Kamu yönetiminin örgütlenmesi, önemli ölçüde, Weber tarafından ortaya konulan yasal-ussal bürokrasi modeline dayanmaktadır. Söz konusu modelde, kamu yönetimi, seçilmiş yöneticiler, mahkemeler ve yasama organı tarafından denetlenecek şekilde örgütlenmiştir. Kamu görevlilerinin uyması gereken yasal düzenlemeler, mümkün olduğu kadar açık ve ayrıntılı olarak oluşturulmaktadır. Sadece uygulamadaki detaylar, alt kademelere devredilebilmekte, sınırlı olarak verilen bu takdir yetkisi de hiyerarşik olarak sıkı bir şekilde denetime tâbi tutulmaktadır.

Yasal-ussal bürokrasi modeli, kamu görevlilerinin dürüst olarak davranacakları konusunda bazı varsayımlarda bulunmaktadır. Birincisi, kamu görevlileri, yasaları ve kamu politikalarını, kişisel olarak onlarla aynı fikirde olmasa da, biçimsel süreçlere uygun bir şekilde yerine getirecektir. İkincisi, kamu görevlileri, objektif kriterlere ve yasalara uygun bir şekilde “tarafsız” olarak hareket edeceklerdir. Weber tarafından bürokrasinin özel bir değeri olarak kabul edilen gayrişahsilik ilkesi, kamu görevlilerinin irrasyonel ve duygusal hareketlerine engel olmak üzere ortaya konulmuştur. Bu ilkeye göre ideal bir memur, görevini sevgi ve nefret gibi duygulardan uzak, tarafsızlık ve eşitlik ilkeleri çerçevesinde, objektif biçimsel kurallara bağlı kalarak yürütür.
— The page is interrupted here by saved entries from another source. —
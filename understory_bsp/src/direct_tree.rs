// Copyright 2025 the Understory Authors
// SPDX-License-Identifier: Apache-2.0 OR MIT

//! Partition tree whose leaves hold shared object references.

use alloc::rc::Rc;
use alloc::vec::Vec;
use core::fmt::Debug;
use kurbo::{BezPath, Point, Rect, Size};

use crate::mark::Mark;
use crate::partition::Partition;
use crate::types::{rect_contains, rects_intersect};

/// A BSP tree retaining the objects themselves.
///
/// Each leaf keeps `(object, rect)` pairs for everything registered over it, so a query needs no
/// translation step and can test the stored rect directly. The price is one extra reference
/// per touched leaf and a mandatory [`remove`](Self::remove) when an object leaves its owner.
///
/// Results are unordered; duplicates from straddling objects are suppressed with the
/// [`Mark`] capability and every mark is cleared before a query returns.
pub struct DirectTree<T: Mark> {
    partition: Partition,
    leaves: Vec<Vec<(Rc<T>, Rect)>>,
    count: usize,
}

impl<T: Mark> DirectTree<T> {
    /// Create an empty tree over a canvas of `size`, split `depth` times.
    pub fn new(size: Size, depth: u32) -> Self {
        let partition = Partition::new(size, depth);
        let leaves = (0..partition.leaf_count()).map(|_| Vec::new()).collect();
        Self {
            partition,
            leaves,
            count: 0,
        }
    }

    /// The canvas size the tree was built for.
    pub fn canvas_size(&self) -> Size {
        self.partition.canvas_size()
    }

    /// Current depth.
    pub fn depth(&self) -> u32 {
        self.partition.depth()
    }

    /// Rebuild the leaves at a new depth. The tree is emptied; callers re-insert.
    pub fn set_depth(&mut self, depth: u32) {
        *self = Self::new(self.canvas_size(), depth);
    }

    /// Number of leaves.
    pub fn leaf_count(&self) -> usize {
        self.leaves.len()
    }

    /// Region covered by `leaf`.
    pub fn leaf_rect(&self, leaf: usize) -> Option<Rect> {
        self.partition.leaf_rect(leaf)
    }

    /// Number of `(object, rect)` entries held by `leaf`.
    pub fn leaf_len(&self, leaf: usize) -> usize {
        self.leaves.get(leaf).map_or(0, Vec::len)
    }

    /// Number of distinct objects currently registered.
    pub fn count(&self) -> usize {
        self.count
    }

    /// Release every object, keeping the partition.
    pub fn remove_all(&mut self) {
        for leaf in &mut self.leaves {
            leaf.clear();
        }
        self.count = 0;
    }

    /// Register `item` with bounds `rect` in every leaf `rect` reaches.
    pub fn insert(&mut self, item: &Rc<T>, rect: Rect) {
        let rect = rect.abs();
        let leaves = &mut self.leaves;
        self.partition.visit_leaves(rect, |leaf| {
            leaves[leaf].push((Rc::clone(item), rect));
        });
        self.count += 1;
    }

    /// Erase `item` from every leaf `rect` reaches.
    ///
    /// `rect` must be the rect `item` was inserted with. Returns whether anything was removed.
    pub fn remove(&mut self, item: &Rc<T>, rect: Rect) -> bool {
        let mut found = false;
        let leaves = &mut self.leaves;
        self.partition.visit_leaves(rect.abs(), |leaf| {
            let bucket = &mut leaves[leaf];
            if let Some(pos) = bucket.iter().position(|(o, _)| Rc::ptr_eq(o, item)) {
                bucket.swap_remove(pos);
                found = true;
            }
        });
        if found {
            self.count -= 1;
        }
        found
    }

    /// Objects whose stored rect intersects any of `rects`, each reported once, unordered.
    pub fn query_rects(&self, rects: &[Rect]) -> Vec<Rc<T>> {
        let mut found = Vec::new();
        for query in rects {
            let query = query.abs();
            self.partition.visit_leaves(query, |leaf| {
                for (item, r) in &self.leaves[leaf] {
                    if !item.is_marked() && rects_intersect(r, &query) {
                        item.set_marked(true);
                        found.push(Rc::clone(item));
                    }
                }
            });
        }
        for item in &found {
            item.set_marked(false);
        }
        found
    }

    /// Objects whose stored rect intersects `rect`, unordered.
    pub fn query_rect(&self, rect: Rect) -> Vec<Rc<T>> {
        self.query_rects(&[rect])
    }

    /// Objects whose stored rect contains `point`, unordered.
    pub fn query_point(&self, point: Point) -> Vec<Rc<T>> {
        // A point reaches exactly one leaf, so there is nothing to de-duplicate.
        let mut found = Vec::new();
        self.partition
            .visit_leaves(Rect::from_points(point, point), |leaf| {
                for (item, r) in &self.leaves[leaf] {
                    if rect_contains(r, point) {
                        found.push(Rc::clone(item));
                    }
                }
            });
        found
    }

    /// One closed rectangle per leaf.
    pub fn debug_divisions(&self) -> BezPath {
        self.partition.debug_divisions()
    }
}

impl<T: Mark> Debug for DirectTree<T> {
    fn fmt(&self, f: &mut core::fmt::Formatter<'_>) -> core::fmt::Result {
        let entries: usize = self.leaves.iter().map(Vec::len).sum();
        f.debug_struct("DirectTree")
            .field("canvas", &self.canvas_size())
            .field("depth", &self.depth())
            .field("leaves", &self.leaves.len())
            .field("objects", &self.count)
            .field("entries", &entries)
            .finish_non_exhaustive()
    }
}
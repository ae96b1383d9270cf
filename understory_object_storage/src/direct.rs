// Copyright 2025 the Understory Authors
// SPDX-License-Identifier: Apache-2.0 OR MIT

//! BSP storage whose tree holds the objects themselves.

use alloc::rc::Rc;
use alloc::vec::Vec;
use core::fmt::Debug;
use kurbo::{BezPath, Point, Rect, Size};
use understory_bsp::{BspConfig, DirectTree, TreeDepth, rect_contains};

use crate::changes::StorageChange;
use crate::linear::{LinearStorage, arrange, is_eligible};
use crate::protocol::{IndexSet, ObjectStorage, QueryOptions};
use crate::storable::{Storable, StorageId};

/// Storage pairing the linear drawing order with a [`DirectTree`].
///
/// Leaves retain each visible object together with the bounds it was registered under.
/// Reordering touches only the vector; query results are sorted by each object's own
/// Z-index unless [`QueryOptions::RELAXED_Z_ORDER`] is given.
pub struct DirectStorage<T: Storable> {
    linear: LinearStorage<T>,
    tree: DirectTree<T>,
    config: BspConfig,
    built_count: usize,
}

impl<T: Storable> DirectStorage<T> {
    /// Create an empty storage with the default depth policy.
    pub fn new(canvas: Size) -> Self {
        Self::with_config(canvas, BspConfig::default())
    }

    /// Create an empty storage with an explicit depth policy.
    pub fn with_config(canvas: Size, config: BspConfig) -> Self {
        Self {
            linear: LinearStorage::new(canvas),
            tree: DirectTree::new(canvas, config.resolve_depth(0)),
            config,
            built_count: 0,
        }
    }

    /// The spatial index.
    pub fn tree(&self) -> &DirectTree<T> {
        &self.tree
    }

    /// The depth policy in effect.
    pub fn config(&self) -> BspConfig {
        self.config
    }

    /// Change the depth policy and rebuild.
    pub fn set_tree_depth(&mut self, depth: TreeDepth) {
        self.config.depth = depth;
        self.rebuild();
    }

    /// Tear the tree down and re-insert every visible object.
    pub fn rebuild(&mut self) {
        let count = self.linear.count();
        let depth = self.config.resolve_depth(count);
        self.tree = DirectTree::new(self.linear.canvas_size(), depth);
        for object in self.linear.objects() {
            if object.is_visible() {
                self.tree.insert(object, object.bounds());
            }
        }
        self.built_count = count;
        log::debug!(
            "direct storage: rebuilt depth {depth} ({} leaves) for {count} objects",
            self.tree.leaf_count()
        );
    }

    fn retune(&mut self) {
        if self
            .config
            .wants_rebuild(self.tree.depth(), self.built_count, self.linear.count())
        {
            self.rebuild();
        }
    }

    fn register(&mut self, object: &Rc<T>) {
        if object.is_visible() {
            self.tree.insert(object, object.bounds());
        }
    }
}

impl<T: Storable> ObjectStorage<T> for DirectStorage<T> {
    fn id(&self) -> StorageId {
        self.linear.id()
    }

    fn objects_intersecting_rects(&self, rects: &[Rect], options: QueryOptions) -> Vec<Rc<T>> {
        if options.intersects(QueryOptions::INCLUDE_INVISIBLE | QueryOptions::IGNORE_UPDATE_RECT) {
            return self.linear.scan(rects, options);
        }
        let mut out = self.tree.query_rects(rects);
        out.retain(|o| is_eligible(o.as_ref(), options));
        arrange(&mut out, options, false);
        out
    }

    fn objects_containing_point(&self, point: Point) -> Vec<Rc<T>> {
        let mut out = self.tree.query_point(point);
        out.retain(|o| o.is_visible() && rect_contains(&o.bounds().abs(), point));
        arrange(&mut out, QueryOptions::empty(), false);
        out
    }

    fn objects(&self) -> &[Rc<T>] {
        self.linear.objects()
    }

    fn set_objects(&mut self, objects: Vec<Rc<T>>) {
        self.linear.replace_all(objects);
        self.linear.record(StorageChange::Reset);
        self.rebuild();
    }

    fn insert_object(&mut self, object: Rc<T>, index: usize) {
        self.register(&object);
        let index = self.linear.splice_in(object, index);
        self.linear
            .record(StorageChange::Inserted(IndexSet::from([index])));
        self.retune();
    }

    fn remove_object(&mut self, index: usize) -> Option<Rc<T>> {
        let object = self.linear.splice_out(index)?;
        self.tree.remove(&object, object.bounds());
        self.linear
            .record(StorageChange::Removed(IndexSet::from([index])));
        self.retune();
        Some(object)
    }

    fn replace_object(&mut self, index: usize, object: Rc<T>) -> Option<Rc<T>> {
        let incoming = Rc::clone(&object);
        let old = self.linear.splice_replace(index, object)?;
        self.tree.remove(&old, old.bounds());
        self.register(&incoming);
        self.linear.record(StorageChange::Replaced(index));
        Some(old)
    }

    fn insert_objects(&mut self, objects: Vec<Rc<T>>, indices: &IndexSet) {
        debug_assert_eq!(objects.len(), indices.len(), "one index per object");
        let mut placed = IndexSet::new();
        for (object, &index) in objects.into_iter().zip(indices) {
            self.register(&object);
            placed.insert(self.linear.splice_in(object, index));
        }
        self.linear.record(StorageChange::Inserted(placed));
        self.retune();
    }

    fn remove_objects(&mut self, indices: &IndexSet) -> Vec<Rc<T>> {
        let mut removed = Vec::with_capacity(indices.len());
        let mut positions = IndexSet::new();
        for &index in indices.iter().rev() {
            if let Some(object) = self.linear.splice_out(index) {
                self.tree.remove(&object, object.bounds());
                removed.push(object);
                positions.insert(index);
            }
        }
        removed.reverse();
        self.linear.record(StorageChange::Removed(positions));
        self.retune();
        removed
    }

    fn index_of_object(&self, object: &Rc<T>) -> Option<usize> {
        self.linear.index_of_object(object)
    }

    fn move_object(&mut self, object: &Rc<T>, index: usize) {
        // Leaves carry no positions; only the vector and the Z-indices change.
        self.linear.move_object(object, index);
    }

    fn object_did_change_bounds(&mut self, object: &Rc<T>, old_bounds: Rect) {
        if !self.linear.contains_object(object) {
            log::warn!("object_did_change_bounds: object is not owned by this storage");
            return;
        }
        self.tree.remove(object, old_bounds);
        self.register(object);
    }

    fn object_did_change_visibility(&mut self, object: &Rc<T>) {
        if !self.linear.contains_object(object) {
            log::warn!("object_did_change_visibility: object is not owned by this storage");
            return;
        }
        self.tree.remove(object, object.bounds());
        self.register(object);
    }

    fn canvas_size(&self) -> Size {
        self.linear.canvas_size()
    }

    fn set_canvas_size(&mut self, size: Size) {
        if self.linear.set_canvas(size) {
            self.rebuild();
        }
    }

    fn set_change_tracking(&mut self, enabled: bool) {
        self.linear.set_change_tracking(enabled);
    }

    fn is_tracking_changes(&self) -> bool {
        self.linear.is_tracking_changes()
    }

    fn take_changes(&mut self) -> Vec<StorageChange> {
        self.linear.take_changes()
    }

    fn debug_storage_divisions(&self) -> Option<BezPath> {
        Some(self.tree.debug_divisions())
    }
}

impl<T: Storable> Debug for DirectStorage<T> {
    fn fmt(&self, f: &mut core::fmt::Formatter<'_>) -> core::fmt::Result {
        f.debug_struct("DirectStorage")
            .field("linear", &self.linear)
            .field("tree", &self.tree)
            .field("config", &self.config)
            .finish_non_exhaustive()
    }
}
Üçüncüsü, kamu görevlisi, “sadakat” ilkesi gereğince, çalıştığı kuruma içten bir bağlılıkla hizmet edecek, bu bağlamda, kurumun amaçlarını kendi amaçlarının üzerinde tutacaktır.

Ancak söz konusu model, etik açıdan değerlendirildiğinde bazı eksiklikleri ortaya çıkmaktadır:

Birincisi, katı hiyerarşik sorumlulukta ısrarlı olmak, düzenli ve kurallara bağlı kamu görevliliğini geliştirebilir. Ancak bu model, çoğu kişisel değeri dikkate almamakta ve bireyleri görevlerini, genel olarak, diğer öz değerlerden bağlantısız olarak, kişisel menfaat temin etme ve ün ve makam kazanma açılarından düşünmelerini teşvik etmektedir. Model, aynı zamanda, bireylerin kendi kendini disiplin etme, vicdanlılık ve diğer karakter özellikleri temelinde hareket edeceklerini farz eder. Ancak, çoğu kimse, yönetsel rolü ile bireysel değerleri arasındaki bu açıklık nedeniyle, kişisel çıkar sağlamaya yönelecek, işini ün ve makam sağlama amacıyla kullanacak veya işi ağırlaştıracak ya da işine karşı ilgisiz kalacaktır.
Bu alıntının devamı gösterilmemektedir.